__What the task requires__
Search the material for the word "unavailable" and report each line where it turns up.

Records Start Marker

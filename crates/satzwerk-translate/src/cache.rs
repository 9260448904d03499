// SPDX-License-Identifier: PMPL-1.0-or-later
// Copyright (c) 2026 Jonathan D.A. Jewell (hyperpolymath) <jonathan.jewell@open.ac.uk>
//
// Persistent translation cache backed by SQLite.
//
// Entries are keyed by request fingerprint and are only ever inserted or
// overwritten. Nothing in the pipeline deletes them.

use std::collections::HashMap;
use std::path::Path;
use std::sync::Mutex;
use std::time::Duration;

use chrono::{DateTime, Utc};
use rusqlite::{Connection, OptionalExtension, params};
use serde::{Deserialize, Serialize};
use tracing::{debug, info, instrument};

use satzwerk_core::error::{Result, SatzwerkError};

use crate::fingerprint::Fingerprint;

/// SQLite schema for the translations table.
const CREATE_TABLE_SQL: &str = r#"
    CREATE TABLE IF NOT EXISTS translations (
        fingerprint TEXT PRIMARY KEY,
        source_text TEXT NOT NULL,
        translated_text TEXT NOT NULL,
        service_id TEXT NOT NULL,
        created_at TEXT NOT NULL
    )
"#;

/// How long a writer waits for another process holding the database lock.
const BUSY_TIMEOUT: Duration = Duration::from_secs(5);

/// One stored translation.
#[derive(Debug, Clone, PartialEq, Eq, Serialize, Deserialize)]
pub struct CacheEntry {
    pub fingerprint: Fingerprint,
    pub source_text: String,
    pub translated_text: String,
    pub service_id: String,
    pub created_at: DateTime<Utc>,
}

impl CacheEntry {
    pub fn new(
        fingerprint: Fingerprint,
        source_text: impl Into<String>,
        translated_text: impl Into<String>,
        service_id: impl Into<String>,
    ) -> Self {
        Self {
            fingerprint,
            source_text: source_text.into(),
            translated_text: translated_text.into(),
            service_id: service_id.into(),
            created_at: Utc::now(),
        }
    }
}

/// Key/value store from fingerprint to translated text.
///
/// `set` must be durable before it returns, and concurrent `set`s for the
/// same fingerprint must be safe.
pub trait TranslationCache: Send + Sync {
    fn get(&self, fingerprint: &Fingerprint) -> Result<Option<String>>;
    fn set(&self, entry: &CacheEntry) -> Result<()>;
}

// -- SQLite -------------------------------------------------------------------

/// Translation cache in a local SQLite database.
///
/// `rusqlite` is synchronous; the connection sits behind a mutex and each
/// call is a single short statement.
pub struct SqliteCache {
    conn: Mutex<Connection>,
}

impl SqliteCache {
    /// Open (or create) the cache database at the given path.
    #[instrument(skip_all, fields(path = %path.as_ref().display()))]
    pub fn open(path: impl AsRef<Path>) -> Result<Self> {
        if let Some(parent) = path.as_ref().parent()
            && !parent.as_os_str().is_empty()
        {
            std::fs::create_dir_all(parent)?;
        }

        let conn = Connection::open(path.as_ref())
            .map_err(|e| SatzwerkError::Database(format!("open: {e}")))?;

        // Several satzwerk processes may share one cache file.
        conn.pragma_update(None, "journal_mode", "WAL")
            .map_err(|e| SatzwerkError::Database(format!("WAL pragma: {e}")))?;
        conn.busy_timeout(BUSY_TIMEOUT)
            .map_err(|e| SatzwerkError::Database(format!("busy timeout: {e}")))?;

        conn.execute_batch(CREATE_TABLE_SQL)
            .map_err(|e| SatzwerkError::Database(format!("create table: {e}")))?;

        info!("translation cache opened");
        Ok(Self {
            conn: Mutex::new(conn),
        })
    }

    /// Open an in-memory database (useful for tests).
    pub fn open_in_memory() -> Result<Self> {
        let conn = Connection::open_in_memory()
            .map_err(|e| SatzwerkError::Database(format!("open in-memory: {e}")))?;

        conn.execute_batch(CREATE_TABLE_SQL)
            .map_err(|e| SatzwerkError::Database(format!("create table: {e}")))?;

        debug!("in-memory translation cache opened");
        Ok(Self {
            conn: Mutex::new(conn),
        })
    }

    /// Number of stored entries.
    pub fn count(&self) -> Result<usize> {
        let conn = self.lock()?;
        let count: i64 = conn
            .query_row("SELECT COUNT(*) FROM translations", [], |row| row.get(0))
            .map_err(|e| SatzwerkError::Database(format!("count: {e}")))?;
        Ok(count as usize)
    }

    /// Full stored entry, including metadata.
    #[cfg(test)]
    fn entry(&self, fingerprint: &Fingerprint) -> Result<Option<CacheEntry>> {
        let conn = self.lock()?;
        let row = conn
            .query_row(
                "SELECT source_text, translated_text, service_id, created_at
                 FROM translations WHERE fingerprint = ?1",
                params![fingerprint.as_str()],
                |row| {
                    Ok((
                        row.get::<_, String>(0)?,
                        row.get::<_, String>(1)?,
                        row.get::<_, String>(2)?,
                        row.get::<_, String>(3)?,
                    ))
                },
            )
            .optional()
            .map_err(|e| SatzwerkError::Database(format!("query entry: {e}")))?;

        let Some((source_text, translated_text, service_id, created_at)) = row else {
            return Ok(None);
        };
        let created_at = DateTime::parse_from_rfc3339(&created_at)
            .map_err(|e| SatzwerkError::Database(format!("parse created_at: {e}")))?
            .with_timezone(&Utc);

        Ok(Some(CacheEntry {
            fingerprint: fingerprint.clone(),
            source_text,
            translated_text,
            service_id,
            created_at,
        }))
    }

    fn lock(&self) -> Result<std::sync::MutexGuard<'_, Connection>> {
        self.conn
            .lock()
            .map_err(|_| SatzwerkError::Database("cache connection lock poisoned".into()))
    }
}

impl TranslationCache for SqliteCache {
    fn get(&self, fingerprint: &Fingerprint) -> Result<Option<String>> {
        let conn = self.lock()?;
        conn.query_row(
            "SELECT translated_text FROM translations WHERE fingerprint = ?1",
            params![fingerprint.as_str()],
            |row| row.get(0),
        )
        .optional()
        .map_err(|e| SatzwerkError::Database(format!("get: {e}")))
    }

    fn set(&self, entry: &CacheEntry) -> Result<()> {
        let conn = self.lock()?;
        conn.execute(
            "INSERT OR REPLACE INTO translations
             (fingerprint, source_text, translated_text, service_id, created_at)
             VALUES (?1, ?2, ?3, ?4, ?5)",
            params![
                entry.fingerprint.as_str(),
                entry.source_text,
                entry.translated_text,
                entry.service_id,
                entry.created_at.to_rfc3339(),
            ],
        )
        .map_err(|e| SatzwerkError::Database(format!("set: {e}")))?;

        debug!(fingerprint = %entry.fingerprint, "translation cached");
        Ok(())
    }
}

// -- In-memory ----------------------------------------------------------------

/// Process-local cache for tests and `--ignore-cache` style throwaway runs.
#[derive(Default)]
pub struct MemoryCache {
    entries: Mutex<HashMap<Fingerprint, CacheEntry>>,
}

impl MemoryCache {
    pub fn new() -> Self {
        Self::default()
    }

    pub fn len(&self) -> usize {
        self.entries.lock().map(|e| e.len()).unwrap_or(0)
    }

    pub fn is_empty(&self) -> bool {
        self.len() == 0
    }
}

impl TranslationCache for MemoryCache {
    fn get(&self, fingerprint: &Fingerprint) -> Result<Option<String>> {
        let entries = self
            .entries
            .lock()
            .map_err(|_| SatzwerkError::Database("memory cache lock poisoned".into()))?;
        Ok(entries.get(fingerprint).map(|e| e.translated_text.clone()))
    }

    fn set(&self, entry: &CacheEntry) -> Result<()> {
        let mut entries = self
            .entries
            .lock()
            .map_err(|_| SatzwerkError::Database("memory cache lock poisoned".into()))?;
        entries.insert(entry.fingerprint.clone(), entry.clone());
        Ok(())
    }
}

Records End Marker
Records Start Marker

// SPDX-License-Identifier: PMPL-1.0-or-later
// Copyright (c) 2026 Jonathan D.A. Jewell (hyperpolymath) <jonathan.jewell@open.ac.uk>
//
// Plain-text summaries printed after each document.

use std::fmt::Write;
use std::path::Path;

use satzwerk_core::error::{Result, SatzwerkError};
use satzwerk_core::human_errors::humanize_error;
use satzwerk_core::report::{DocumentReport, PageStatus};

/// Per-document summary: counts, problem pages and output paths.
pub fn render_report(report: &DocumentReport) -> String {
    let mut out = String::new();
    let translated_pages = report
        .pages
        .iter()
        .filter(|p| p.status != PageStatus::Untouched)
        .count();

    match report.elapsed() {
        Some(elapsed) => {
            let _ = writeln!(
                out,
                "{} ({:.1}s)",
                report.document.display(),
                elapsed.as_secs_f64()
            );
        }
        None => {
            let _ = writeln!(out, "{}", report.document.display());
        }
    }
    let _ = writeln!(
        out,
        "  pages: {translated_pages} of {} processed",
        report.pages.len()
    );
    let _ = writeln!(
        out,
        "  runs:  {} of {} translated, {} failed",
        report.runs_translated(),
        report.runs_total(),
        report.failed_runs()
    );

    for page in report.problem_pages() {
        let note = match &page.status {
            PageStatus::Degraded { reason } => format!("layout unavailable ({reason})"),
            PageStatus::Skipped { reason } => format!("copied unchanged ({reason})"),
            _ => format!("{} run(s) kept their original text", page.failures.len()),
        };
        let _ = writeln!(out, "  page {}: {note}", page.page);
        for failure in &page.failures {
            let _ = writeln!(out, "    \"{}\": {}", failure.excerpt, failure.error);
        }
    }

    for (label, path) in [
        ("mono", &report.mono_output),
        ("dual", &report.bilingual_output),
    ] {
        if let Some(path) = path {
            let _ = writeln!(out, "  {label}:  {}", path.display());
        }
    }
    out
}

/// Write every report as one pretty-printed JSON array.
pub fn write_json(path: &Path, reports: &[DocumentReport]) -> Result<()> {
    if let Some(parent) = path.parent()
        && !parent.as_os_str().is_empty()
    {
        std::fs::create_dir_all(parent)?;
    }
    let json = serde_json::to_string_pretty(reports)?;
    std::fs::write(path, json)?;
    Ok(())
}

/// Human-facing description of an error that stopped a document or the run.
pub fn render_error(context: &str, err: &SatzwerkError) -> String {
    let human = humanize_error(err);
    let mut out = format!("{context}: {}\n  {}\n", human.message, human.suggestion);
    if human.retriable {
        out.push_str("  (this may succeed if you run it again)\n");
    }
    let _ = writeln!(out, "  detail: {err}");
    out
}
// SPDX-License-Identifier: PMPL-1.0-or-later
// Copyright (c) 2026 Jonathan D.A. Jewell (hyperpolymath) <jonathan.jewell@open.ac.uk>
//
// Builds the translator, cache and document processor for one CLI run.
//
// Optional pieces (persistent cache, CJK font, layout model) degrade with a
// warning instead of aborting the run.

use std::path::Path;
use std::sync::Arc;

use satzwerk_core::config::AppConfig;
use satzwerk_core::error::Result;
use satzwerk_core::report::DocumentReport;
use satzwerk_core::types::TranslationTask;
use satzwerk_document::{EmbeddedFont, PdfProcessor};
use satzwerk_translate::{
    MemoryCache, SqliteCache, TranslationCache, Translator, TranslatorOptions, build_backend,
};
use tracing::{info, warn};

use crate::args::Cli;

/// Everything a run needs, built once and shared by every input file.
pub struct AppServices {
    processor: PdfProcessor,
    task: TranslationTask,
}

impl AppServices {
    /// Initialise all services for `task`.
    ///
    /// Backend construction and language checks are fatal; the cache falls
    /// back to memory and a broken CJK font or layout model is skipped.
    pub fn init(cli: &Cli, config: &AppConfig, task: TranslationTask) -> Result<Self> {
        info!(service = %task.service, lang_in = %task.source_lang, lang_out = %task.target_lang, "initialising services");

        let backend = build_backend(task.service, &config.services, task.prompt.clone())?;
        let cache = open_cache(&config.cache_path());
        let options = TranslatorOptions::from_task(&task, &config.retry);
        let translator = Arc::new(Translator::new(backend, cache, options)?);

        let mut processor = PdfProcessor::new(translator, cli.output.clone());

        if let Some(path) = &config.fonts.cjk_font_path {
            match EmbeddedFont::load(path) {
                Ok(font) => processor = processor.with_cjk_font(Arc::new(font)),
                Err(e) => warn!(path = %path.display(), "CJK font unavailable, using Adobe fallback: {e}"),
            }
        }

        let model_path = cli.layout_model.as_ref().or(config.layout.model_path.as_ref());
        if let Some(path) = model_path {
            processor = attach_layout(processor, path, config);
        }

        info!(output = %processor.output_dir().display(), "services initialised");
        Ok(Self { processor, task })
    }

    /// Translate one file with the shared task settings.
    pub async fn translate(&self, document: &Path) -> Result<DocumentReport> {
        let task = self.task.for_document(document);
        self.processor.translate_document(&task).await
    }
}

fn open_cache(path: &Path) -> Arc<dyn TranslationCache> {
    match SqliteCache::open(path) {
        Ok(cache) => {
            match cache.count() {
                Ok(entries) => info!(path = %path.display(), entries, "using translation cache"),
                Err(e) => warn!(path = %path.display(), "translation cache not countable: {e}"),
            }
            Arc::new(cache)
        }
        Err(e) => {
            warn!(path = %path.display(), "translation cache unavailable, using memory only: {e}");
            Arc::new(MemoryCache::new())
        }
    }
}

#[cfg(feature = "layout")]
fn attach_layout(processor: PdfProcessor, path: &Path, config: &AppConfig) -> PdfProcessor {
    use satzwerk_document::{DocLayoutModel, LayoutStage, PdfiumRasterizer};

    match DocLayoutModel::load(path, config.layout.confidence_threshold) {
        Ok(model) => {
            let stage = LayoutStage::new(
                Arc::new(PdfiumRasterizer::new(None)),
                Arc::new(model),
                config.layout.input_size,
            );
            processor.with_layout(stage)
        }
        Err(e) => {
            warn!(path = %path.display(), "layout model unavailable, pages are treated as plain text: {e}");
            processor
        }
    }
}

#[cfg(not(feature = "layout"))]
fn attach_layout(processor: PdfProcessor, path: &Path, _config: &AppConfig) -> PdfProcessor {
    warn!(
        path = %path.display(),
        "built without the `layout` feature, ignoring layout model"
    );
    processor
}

Records End Marker

__Exercise response__
            PageStatus::Degraded { reason } => format!("layout unavailable ({reason})"),
                Err(e) => warn!(path = %path.display(), "CJK font unavailable, using Adobe fallback: {e}"),
            warn!(path = %path.display(), "translation cache unavailable, using memory only: {e}");
            warn!(path = %path.display(), "layout model unavailable, pages are treated as plain text: {e}");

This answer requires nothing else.